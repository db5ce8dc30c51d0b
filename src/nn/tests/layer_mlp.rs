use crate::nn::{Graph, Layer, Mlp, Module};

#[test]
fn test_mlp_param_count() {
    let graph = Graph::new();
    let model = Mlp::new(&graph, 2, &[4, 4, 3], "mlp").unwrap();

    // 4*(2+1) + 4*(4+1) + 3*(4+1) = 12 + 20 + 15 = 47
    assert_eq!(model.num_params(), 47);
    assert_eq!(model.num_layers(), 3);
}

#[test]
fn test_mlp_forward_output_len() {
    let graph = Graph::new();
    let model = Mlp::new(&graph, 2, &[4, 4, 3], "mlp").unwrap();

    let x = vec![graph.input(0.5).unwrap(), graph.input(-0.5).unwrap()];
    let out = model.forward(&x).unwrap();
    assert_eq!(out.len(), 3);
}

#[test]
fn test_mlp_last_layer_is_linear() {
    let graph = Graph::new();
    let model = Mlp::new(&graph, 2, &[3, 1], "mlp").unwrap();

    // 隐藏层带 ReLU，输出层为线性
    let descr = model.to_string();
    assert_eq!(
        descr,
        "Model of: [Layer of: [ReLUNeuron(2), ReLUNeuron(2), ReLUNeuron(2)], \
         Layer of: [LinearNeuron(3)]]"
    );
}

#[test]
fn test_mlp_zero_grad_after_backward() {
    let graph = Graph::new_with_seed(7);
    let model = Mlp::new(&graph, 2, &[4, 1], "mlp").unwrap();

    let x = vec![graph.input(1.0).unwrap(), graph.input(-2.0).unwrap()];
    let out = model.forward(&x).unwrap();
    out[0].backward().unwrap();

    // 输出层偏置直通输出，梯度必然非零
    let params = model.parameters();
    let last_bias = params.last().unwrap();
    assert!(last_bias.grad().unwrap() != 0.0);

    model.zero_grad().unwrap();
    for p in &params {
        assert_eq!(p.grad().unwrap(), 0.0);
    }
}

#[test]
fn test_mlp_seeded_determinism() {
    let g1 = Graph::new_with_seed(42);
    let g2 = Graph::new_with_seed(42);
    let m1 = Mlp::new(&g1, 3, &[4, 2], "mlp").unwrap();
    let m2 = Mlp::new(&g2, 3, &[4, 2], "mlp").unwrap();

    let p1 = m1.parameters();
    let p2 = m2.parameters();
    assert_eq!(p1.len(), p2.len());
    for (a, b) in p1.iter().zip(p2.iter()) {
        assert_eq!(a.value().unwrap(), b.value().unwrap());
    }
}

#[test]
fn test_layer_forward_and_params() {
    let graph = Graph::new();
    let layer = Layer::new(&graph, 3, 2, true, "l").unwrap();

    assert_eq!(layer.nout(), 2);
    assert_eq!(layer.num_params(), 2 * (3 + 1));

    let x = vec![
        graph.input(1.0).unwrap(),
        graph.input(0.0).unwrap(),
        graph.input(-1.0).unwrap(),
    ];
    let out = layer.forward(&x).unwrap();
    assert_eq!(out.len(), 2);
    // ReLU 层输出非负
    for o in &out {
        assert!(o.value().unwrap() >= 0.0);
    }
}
==
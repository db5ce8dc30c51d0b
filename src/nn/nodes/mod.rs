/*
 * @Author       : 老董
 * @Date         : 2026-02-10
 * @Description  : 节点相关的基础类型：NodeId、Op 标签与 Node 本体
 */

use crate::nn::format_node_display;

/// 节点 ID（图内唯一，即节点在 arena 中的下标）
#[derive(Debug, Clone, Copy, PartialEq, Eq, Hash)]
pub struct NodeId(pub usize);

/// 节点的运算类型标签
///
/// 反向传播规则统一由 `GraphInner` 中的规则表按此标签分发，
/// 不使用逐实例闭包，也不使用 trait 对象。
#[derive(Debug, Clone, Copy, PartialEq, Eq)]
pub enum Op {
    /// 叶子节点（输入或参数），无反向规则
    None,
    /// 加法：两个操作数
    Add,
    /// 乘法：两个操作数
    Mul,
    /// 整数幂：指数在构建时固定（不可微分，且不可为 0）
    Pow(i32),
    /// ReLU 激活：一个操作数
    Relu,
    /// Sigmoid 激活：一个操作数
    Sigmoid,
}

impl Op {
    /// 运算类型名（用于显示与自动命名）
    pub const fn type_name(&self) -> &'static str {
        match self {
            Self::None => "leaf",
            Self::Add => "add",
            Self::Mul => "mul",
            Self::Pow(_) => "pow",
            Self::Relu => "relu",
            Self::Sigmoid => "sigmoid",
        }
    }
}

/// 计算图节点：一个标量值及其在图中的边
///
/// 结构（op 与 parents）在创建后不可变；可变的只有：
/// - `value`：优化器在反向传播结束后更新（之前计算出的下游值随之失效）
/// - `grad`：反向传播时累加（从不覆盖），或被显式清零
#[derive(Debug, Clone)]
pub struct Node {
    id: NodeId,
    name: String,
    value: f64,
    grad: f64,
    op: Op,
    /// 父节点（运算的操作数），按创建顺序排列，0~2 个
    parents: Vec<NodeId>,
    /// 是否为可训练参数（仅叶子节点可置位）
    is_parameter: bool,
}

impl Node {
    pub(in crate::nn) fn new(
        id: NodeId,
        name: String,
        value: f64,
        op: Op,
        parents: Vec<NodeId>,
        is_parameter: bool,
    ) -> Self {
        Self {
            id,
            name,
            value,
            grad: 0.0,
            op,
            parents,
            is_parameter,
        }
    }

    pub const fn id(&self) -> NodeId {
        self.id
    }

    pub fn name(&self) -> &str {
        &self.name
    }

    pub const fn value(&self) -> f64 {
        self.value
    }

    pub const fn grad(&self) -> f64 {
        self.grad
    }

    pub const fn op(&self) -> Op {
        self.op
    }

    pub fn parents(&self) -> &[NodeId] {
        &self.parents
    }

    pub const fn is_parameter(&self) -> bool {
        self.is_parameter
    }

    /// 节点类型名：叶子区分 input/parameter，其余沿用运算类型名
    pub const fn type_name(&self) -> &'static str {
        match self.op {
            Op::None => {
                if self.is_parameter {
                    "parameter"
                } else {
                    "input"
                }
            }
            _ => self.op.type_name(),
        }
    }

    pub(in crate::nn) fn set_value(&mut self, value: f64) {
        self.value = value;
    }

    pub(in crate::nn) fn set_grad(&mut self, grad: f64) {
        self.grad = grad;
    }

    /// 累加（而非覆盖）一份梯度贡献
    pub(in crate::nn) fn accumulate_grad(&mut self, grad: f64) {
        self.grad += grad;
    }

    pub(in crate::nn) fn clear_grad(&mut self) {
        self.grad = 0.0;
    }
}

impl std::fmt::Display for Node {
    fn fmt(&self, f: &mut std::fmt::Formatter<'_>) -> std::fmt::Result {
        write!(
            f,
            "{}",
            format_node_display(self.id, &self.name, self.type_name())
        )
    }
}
--
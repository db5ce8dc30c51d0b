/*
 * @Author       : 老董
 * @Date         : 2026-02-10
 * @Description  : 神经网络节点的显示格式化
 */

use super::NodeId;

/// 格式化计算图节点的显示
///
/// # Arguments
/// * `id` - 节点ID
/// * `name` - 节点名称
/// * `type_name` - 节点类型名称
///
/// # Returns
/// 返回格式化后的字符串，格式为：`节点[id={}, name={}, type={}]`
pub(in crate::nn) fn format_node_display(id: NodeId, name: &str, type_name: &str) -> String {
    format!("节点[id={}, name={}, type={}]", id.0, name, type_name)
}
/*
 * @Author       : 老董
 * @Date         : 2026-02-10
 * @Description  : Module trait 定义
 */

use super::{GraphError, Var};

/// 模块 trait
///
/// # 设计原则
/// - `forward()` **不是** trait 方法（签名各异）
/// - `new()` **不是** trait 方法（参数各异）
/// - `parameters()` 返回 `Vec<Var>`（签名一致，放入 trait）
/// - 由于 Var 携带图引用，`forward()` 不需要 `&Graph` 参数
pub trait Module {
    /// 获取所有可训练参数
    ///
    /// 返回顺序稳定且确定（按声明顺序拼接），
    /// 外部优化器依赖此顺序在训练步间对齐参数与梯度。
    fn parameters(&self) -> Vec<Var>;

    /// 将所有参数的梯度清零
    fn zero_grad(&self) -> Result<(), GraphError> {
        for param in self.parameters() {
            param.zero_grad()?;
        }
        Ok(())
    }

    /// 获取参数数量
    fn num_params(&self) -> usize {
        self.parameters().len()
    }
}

EXERCISE PROMPT: Return each line of the material above that holds the string "crate".

ANSWER SPACE:
use crate::nn::{Graph, Layer, Mlp, Module};
use crate::nn::format_node_display;
    pub(in crate::nn) fn new(
    pub(in crate::nn) fn set_value(&mut self, value: f64) {
    pub(in crate::nn) fn set_grad(&mut self, grad: f64) {
    pub(in crate::nn) fn accumulate_grad(&mut self, grad: f64) {
    pub(in crate::nn) fn clear_grad(&mut self) {
pub(in crate::nn) fn format_node_display(id: NodeId, name: &str, type_name: &str) -> String {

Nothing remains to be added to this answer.